Publié le 13 janvier 2024 16:53:00. Le groupe de rock américain Alter Bridge se défend de toute intention politique dans son nouvel album éponyme, malgré les interprétations de certains auditeurs. Le chanteur Myles Kennedy explique que les thèmes abordés sont d’ordre personnel et relationnel.
- Myles Kennedy affirme que les paroles de l’album ne contiennent « pas une once de politique ».
- Les thèmes abordés se concentrent sur les relations interpersonnelles, les dynamiques toxiques et les conflits internes.
- Cette clarification contraste avec l’engagement politique affiché par le groupe lors de la sortie de l’album The Last Hero en 2016.

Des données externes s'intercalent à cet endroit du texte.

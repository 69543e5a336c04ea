use std::{io, path::PathBuf, sync::Arc};

use clap::Parser;
use log::{info, warn};
use orchestrator::{Allocator, ScriptProvisioner, TcpProber, api, configs::OrchestratorConfig};
use tokio::{net::TcpListener, signal};

#[derive(Debug, Parser)]
#[command(about = "Allocates training clients to edge servers")]
struct Args {
    /// Path to the orchestrator's JSON configuration.
    #[arg(long, env = "ORCHESTRATOR_CONFIG", default_value = "configs/orchestrator.json")]
    config: PathBuf,
}

/// Completes on SIGINT or SIGTERM.
async fn shutdown_signal() {
    let ctrl_c = async {
        if let Err(e) = signal::ctrl_c().await {
            warn!("cannot listen for ctrl-c: {e}");
        }
    };

    #[cfg(unix)]
    let terminate = async {
        match signal::unix::signal(signal::unix::SignalKind::terminate()) {
            Ok(mut sig) => {
                sig.recv().await;
            }
            Err(e) => warn!("cannot listen for SIGTERM: {e}"),
        }
    };

    #[cfg(not(unix))]
    let terminate = std::future::pending::<()>();

    tokio::select! {
        _ = ctrl_c => {}
        _ = terminate => {}
    }
}

#[tokio::main]
async fn main() -> io::Result<()> {
    env_logger::init();

    let args = Args::parse();
    let config = OrchestratorConfig::load(&args.config)?;

    let mut provisioner = ScriptProvisioner::new(
        &config.orchestrator.run_edge_path,
        &config.orchestrator.kill_edge_path,
    );
    if let Some(timeout) = config.provision_timeout() {
        provisioner = provisioner.with_timeout(timeout);
    }
    provisioner
        .check()
        .map_err(|e| io::Error::new(io::ErrorKind::NotFound, e))?;

    let prober = TcpProber::new(config.probe_backoff());
    let allocator = Arc::new(Allocator::new(prober, provisioner, config.allocator_config())?);

    let monitor = {
        let allocator = Arc::clone(&allocator);
        let period = config.health_interval();
        tokio::spawn(async move { allocator.monitor(period).await })
    };

    let addr = config.network.addr();
    let list = TcpListener::bind(&addr).await?;
    info!("orchestrator listening at {addr}");

    axum::serve(list, api::router(Arc::clone(&allocator)))
        .with_graceful_shutdown(shutdown_signal())
        .await?;

    info!("shutting down, stopping every edge server");
    monitor.abort();
    allocator.shutdown().await;

    Ok(())
}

Dans une récente interview accordée à Télévision bruyante, Myles Kennedy a tenu à dissiper les spéculations concernant les thèmes de leur huitième album studio, sorti le 9 janvier via Napalm Records. Il a fermement nié toute intention politique dans les textes.
« Je peux vous assurer que dans cet ensemble de chansons, il n’y a pas une once de politique [dans le contenu]. Rien ne provient de la politique, mais j’ai été fasciné de voir que les gens y voient cela… J’ai entendu dire ça. Et je pense que cela met en évidence l’état du monde dans lequel les gens ont tellement [la politique] en tête, et ils peuvent essayer de l’appliquer à n’importe quoi. »
Myles Kennedy, chanteur d’Alter Bridge
Kennedy a précisé que les paroles de l’album sont le fruit d’expériences personnelles, explorant les complexités des relations, les luttes internes et la gestion des dynamiques toxiques. Il a souligné que l’album est une introspection sur les défis relationnels plutôt qu’un commentaire sur l’actualité politique.
« Mais non, ces paroles ont toutes été inspirées par un ensemble de circonstances totalement différentes, des types de relations interpersonnelles et des dynamiques de gestion de la toxicité et du drame et de la manière de naviguer dans ces eaux. »
Myles Kennedy, chanteur d’Alter Bridge
Cette position contraste avec l’engagement politique plus direct du groupe par le passé. En 2016, Alter Bridge avait ouvertement reconnu que leur chanson « Show Me A Leader », issue de l’album The Last Hero, était influencée par la frustration et la désillusion face à la politique. Kennedy se souvenait avoir écrit la première ligne après avoir entendu des commentaires politiques à la télévision.
« Eh bien, ils vendent un autre messie ici ce soir… »
Myles Kennedy, chanteur d’Alter Bridge (se souvenant de l’inspiration de la chanson)
Il avait ajouté que la chanson reflétait « la frustration que ressentent les gens face à l’état actuel des choses, au leadership, à une certaine désillusion. »
Le guitariste Mark Tremonti avait également souligné à l’époque que le morceau correspondait « à l’atmosphère mondiale actuelle, avec tout le chaos qui règne et tout le cirque qu’est la politique. »
Ce contexte rend les récentes déclarations de Kennedy d’autant plus délibérées. Bien que des chansons comme « Rue The Day », « Disregarded » et « Scales Are Falling » puissent évoquer des thèmes conflictuels, le groupe insiste sur le fait que ces conflits sont d’ordre interne et non idéologique.
L’album a été produit par Michael ‘Elvis’ Baskette, un collaborateur de longue date du groupe, et enregistré dans le studio 5150 en Californie et dans la base de Baskette en Floride. Alter Bridge entamera une tournée européenne intitulée « What Lies Within » le 15 janvier, avant de se rendre aux États-Unis fin avril.